Caregiver Promises Past and Present

As a long-time spouse, taking on the role of caregiver can be an extremely difficult process that many couples simply do not foresee. Journalist Tara Bahrampour highlighted the conversations held among families about future long-term care steps in her recent Washington Post article called “Promise you’ll never put me in a nursing home.” Having witnessed the decline of a loved one in the past can influence the instructions someone gives to spouses and children now in favor of a residential facility. Instructions NOT to consider nursing home placement also can be impossible to ignore even as they become ever more difficult to safely follow. The stigma of “going to the home” can make people feel as though they were abandoned in their time of need.  While caregivers have the best intentions to heed all of their loved ones’ directions, many don’t realize the true scope of their responsibilities and the diverse care options available.

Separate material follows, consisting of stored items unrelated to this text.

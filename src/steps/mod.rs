//! Built-in hygiene steps and the shared tool-invocation helper.
//!
//! Each step is a plain function `fn(&StepContext) -> StepResult` registered
//! in [`registry::Registry`]. Steps own their tool's flag grammar; the shared
//! [`run_tool`] helper owns logging, timeout classification, and output relay.

pub mod audit;
pub mod backup;
pub mod clean;
pub mod commit;
pub mod dump;
pub mod format;
pub mod prune;
pub mod registry;
pub mod result;
pub mod scan;
pub mod testsuite;

pub use registry::{Registry, StepDescriptor, StepId};
pub use result::{format_duration, StepResult, StepStatus};

use std::time::Instant;

use tracing::{info, warn};

use crate::config::WorkflowConfig;
use crate::shell::{self, CommandSpec};

/// Read-only context handed to every step.
#[derive(Debug, Clone, Copy)]
pub struct StepContext<'a> {
    pub config: &'a WorkflowConfig,
    /// Workflow-level deadline; per-command timeouts never reach past it.
    deadline: Option<Instant>,
}

impl<'a> StepContext<'a> {
    pub fn new(config: &'a WorkflowConfig) -> Self {
        Self {
            config,
            deadline: None,
        }
    }

    pub fn with_deadline(config: &'a WorkflowConfig, deadline: Option<Instant>) -> Self {
        Self { config, deadline }
    }

    /// Effective timeout for a step's command: the configured per-step value,
    /// capped at the time remaining before the workflow deadline.
    pub fn timeout(&self, step: &str, default_secs: u64) -> u64 {
        let base = self.config.step_timeout(step, default_secs);
        match self.deadline {
            Some(deadline) => {
                let remaining = deadline
                    .saturating_duration_since(Instant::now())
                    .as_secs()
                    .max(1);
                base.min(remaining)
            }
            None => base,
        }
    }
}

/// What happened when a single tool invocation ran.
#[derive(Debug)]
pub enum ToolOutcome {
    Success(shell::ExecResult),
    Failed(shell::ExecResult),
    TimedOut { limit_secs: u64 },
}

impl ToolOutcome {
    pub fn is_success(&self) -> bool {
        matches!(self, ToolOutcome::Success(_))
    }
}

/// Run one tool invocation, relaying its output through the logger.
///
/// Stdout lines log at info, stderr lines at warn, matching how the
/// surrounding banners read in the log stream.
pub fn run_tool(description: &str, spec: &CommandSpec) -> crate::error::Result<ToolOutcome> {
    info!(">>> {}: {}", description, spec.display());

    let result = shell::run(spec)?;

    for line in result.stdout.lines() {
        info!("  {}", line);
    }
    for line in result.stderr.lines() {
        warn!("  {}", line);
    }

    if result.timed_out() {
        let limit_secs = spec.timeout.unwrap_or(0);
        warn!("✖ {} timed out after {}s", description, limit_secs);
        return Ok(ToolOutcome::TimedOut { limit_secs });
    }

    if result.success() {
        info!("✓ {} (code 0)", description);
        Ok(ToolOutcome::Success(result))
    } else {
        warn!("✖ {} (code {:?})", description, result.exit_code());
        Ok(ToolOutcome::Failed(result))
    }
}

/// Convert a single-invocation outcome into a step result.
pub fn step_result_from(step: &'static str, started: Instant, outcome: ToolOutcome) -> StepResult {
    match outcome {
        ToolOutcome::Success(_) => StepResult::succeeded(step, started.elapsed()),
        ToolOutcome::Failed(result) => StepResult::failed(
            step,
            started.elapsed(),
            format!("exit code {:?}", result.exit_code()),
        ),
        ToolOutcome::TimedOut { limit_secs } => {
            StepResult::timed_out(step, started.elapsed(), limit_secs)
        }
    }
}

/// Skip with a missing-tool warning, after a failed existence probe.
pub fn skip_missing_tool(step: &'static str, tool: &str) -> StepResult {
    warn!("{} not found — skipping {}", tool, step);
    StepResult::skipped(step, format!("{} not found", tool))
}

/// Log the banner that opens each step section.
pub fn banner(title: &str) {
    info!("{}", "=".repeat(60));
    info!("{}", title);
    info!("{}", "=".repeat(60));
}
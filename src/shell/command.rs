//! Subprocess execution with timeout enforcement.
//!
//! Commands are described by a structured [`CommandSpec`] (program, argument
//! list, working directory, timeout) instead of ad-hoc concatenated strings,
//! and run through a single [`run`] entry point. A command that outlives its
//! timeout is asked to stop (SIGTERM on Unix) and force-killed after a short
//! grace period; the result reports the timeout distinctly from a non-zero
//! exit so callers can tell "tool rejected input" from "tool hung".

use std::io::{BufRead, BufReader, Write};
use std::path::PathBuf;
use std::process::{Child, Command, Stdio};
use std::thread;
use std::time::{Duration, Instant};

use crate::error::{Result, RoutineError};

/// How long a timed-out process gets between SIGTERM and SIGKILL.
const KILL_GRACE: Duration = Duration::from_secs(2);

/// Poll interval while waiting for a child to exit.
const WAIT_POLL: Duration = Duration::from_millis(50);

/// A fully described command invocation.
#[derive(Debug, Clone)]
pub struct CommandSpec {
    /// Executable name or path.
    pub program: String,

    /// Ordered argument list.
    pub args: Vec<String>,

    /// Working directory.
    pub cwd: PathBuf,

    /// Timeout in seconds (None = no timeout).
    pub timeout: Option<u64>,

    /// Data written to the child's stdin, if any.
    pub stdin: Option<String>,
}

impl CommandSpec {
    /// Build a spec from a program and arguments, run under `cwd`.
    pub fn new<S, I, A>(program: S, args: I, cwd: impl Into<PathBuf>) -> Self
    where
        S: Into<String>,
        I: IntoIterator<Item = A>,
        A: Into<String>,
    {
        Self {
            program: program.into(),
            args: args.into_iter().map(Into::into).collect(),
            cwd: cwd.into(),
            timeout: None,
            stdin: None,
        }
    }

    /// Set the timeout in seconds.
    pub fn timeout_secs(mut self, secs: u64) -> Self {
        self.timeout = Some(secs);
        self
    }

    /// One-line rendering for logs and error messages.
    pub fn display(&self) -> String {
        if self.args.is_empty() {
            self.program.clone()
        } else {
            format!("{} {}", self.program, self.args.join(" "))
        }
    }
}

/// Terminal status of an executed command.
#[derive(Debug, Clone, PartialEq, Eq)]
pub enum ExecStatus {
    /// Process exited on its own (None = killed by signal).
    Exited(Option<i32>),

    /// Process was terminated after exceeding its timeout.
    TimedOut,
}

/// Captured result of a command invocation.
#[derive(Debug, Clone)]
pub struct ExecResult {
    pub status: ExecStatus,
    pub stdout: String,
    pub stderr: String,
    pub duration: Duration,
}

impl ExecResult {
    /// True when the process exited with status 0.
    pub fn success(&self) -> bool {
        matches!(self.status, ExecStatus::Exited(Some(0)))
    }

    /// True when the process was killed for exceeding its timeout.
    pub fn timed_out(&self) -> bool {
        self.status == ExecStatus::TimedOut
    }

    /// Exit code, when the process exited normally.
    pub fn exit_code(&self) -> Option<i32> {
        match self.status {
            ExecStatus::Exited(code) => code,
            ExecStatus::TimedOut => None,
        }
    }
}

/// Execute a command, capturing output and enforcing the spec's timeout.
pub fn run(spec: &CommandSpec) -> Result<ExecResult> {
    let start = Instant::now();

    let mut cmd = Command::new(&spec.program);
    cmd.args(&spec.args)
        .current_dir(&spec.cwd)
        .stdout(Stdio::piped())
        .stderr(Stdio::piped())
        .stdin(if spec.stdin.is_some() {
            Stdio::piped()
        } else {
            Stdio::null()
        });

    let mut child = cmd.spawn().map_err(RoutineError::Io)?;

    if let Some(input) = &spec.stdin {
        if let Some(mut pipe) = child.stdin.take() {
            // Child may exit before reading everything; a broken pipe is fine.
            let _ = pipe.write_all(input.as_bytes());
        }
    }

    let stdout = child.stdout.take().expect("stdout was piped");
    let stderr = child.stderr.take().expect("stderr was piped");

    let stdout_handle = thread::spawn(move || read_lines(stdout));
    let stderr_handle = thread::spawn(move || read_lines(stderr));

    let deadline = spec.timeout.map(|secs| start + Duration::from_secs(secs));
    let status = wait_with_deadline(&mut child, deadline)?;

    let stdout = stdout_handle.join().unwrap_or_default();
    let stderr = stderr_handle.join().unwrap_or_default();

    Ok(ExecResult {
        status,
        stdout,
        stderr,
        duration: start.elapsed(),
    })
}

fn read_lines(source: impl std::io::Read) -> String {
    let reader = BufReader::new(source);
    let mut output = String::new();
    for line in reader.lines().map_while(std::result::Result::ok) {
        output.push_str(&line);
        output.push('\n');
    }
    output
}

/// Poll the child until it exits or the deadline passes.
fn wait_with_deadline(child: &mut Child, deadline: Option<Instant>) -> Result<ExecStatus> {
    loop {
        if let Some(status) = child.try_wait().map_err(RoutineError::Io)? {
            return Ok(ExecStatus::Exited(status.code()));
        }
        if let Some(deadline) = deadline {
            if Instant::now() >= deadline {
                terminate(child);
                return Ok(ExecStatus::TimedOut);
            }
        }
        thread::sleep(WAIT_POLL);
    }
}

/// Request-then-force termination of a child process.
fn terminate(child: &mut Child) {
    request_stop(child);

    let grace_deadline = Instant::now() + KILL_GRACE;
    while Instant::now() < grace_deadline {
        if matches!(child.try_wait(), Ok(Some(_))) {
            return;
        }
        thread::sleep(WAIT_POLL);
    }

    let _ = child.kill();
    let _ = child.wait();
}

#[cfg(unix)]
fn request_stop(child: &Child) {
    // SAFETY: kill() with a valid child pid has no memory-safety concerns.
    unsafe {
        libc::kill(child.id() as libc::pid_t, libc::SIGTERM);
    }
}

#[cfg(not(unix))]
fn request_stop(child: &Child) {
    let _ = child;
}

Bahrampour features the thoughts of geriatrician Bill Thomas regarding what it might mean to change the conversation: “It’s actually the only thing we know how to do because we don’t have the actual language to say what we’re really asking: Promise me you’ll protect my dignity, promise you’ll protect my privacy, promise to make sure I don’t live in pain.” Exploring care options before a diagnosis or in the early stages of dementia can be a very helpful experience for caregivers. This way the entire family, including the one living with a dementia diagnosis, can recognize their options and help decide which environments would best fit their interests and needs. The promise a caregiver can best keep is to be a strong advocate who takes the necessary steps to allow their loved ones to thrive, regardless of their living environment.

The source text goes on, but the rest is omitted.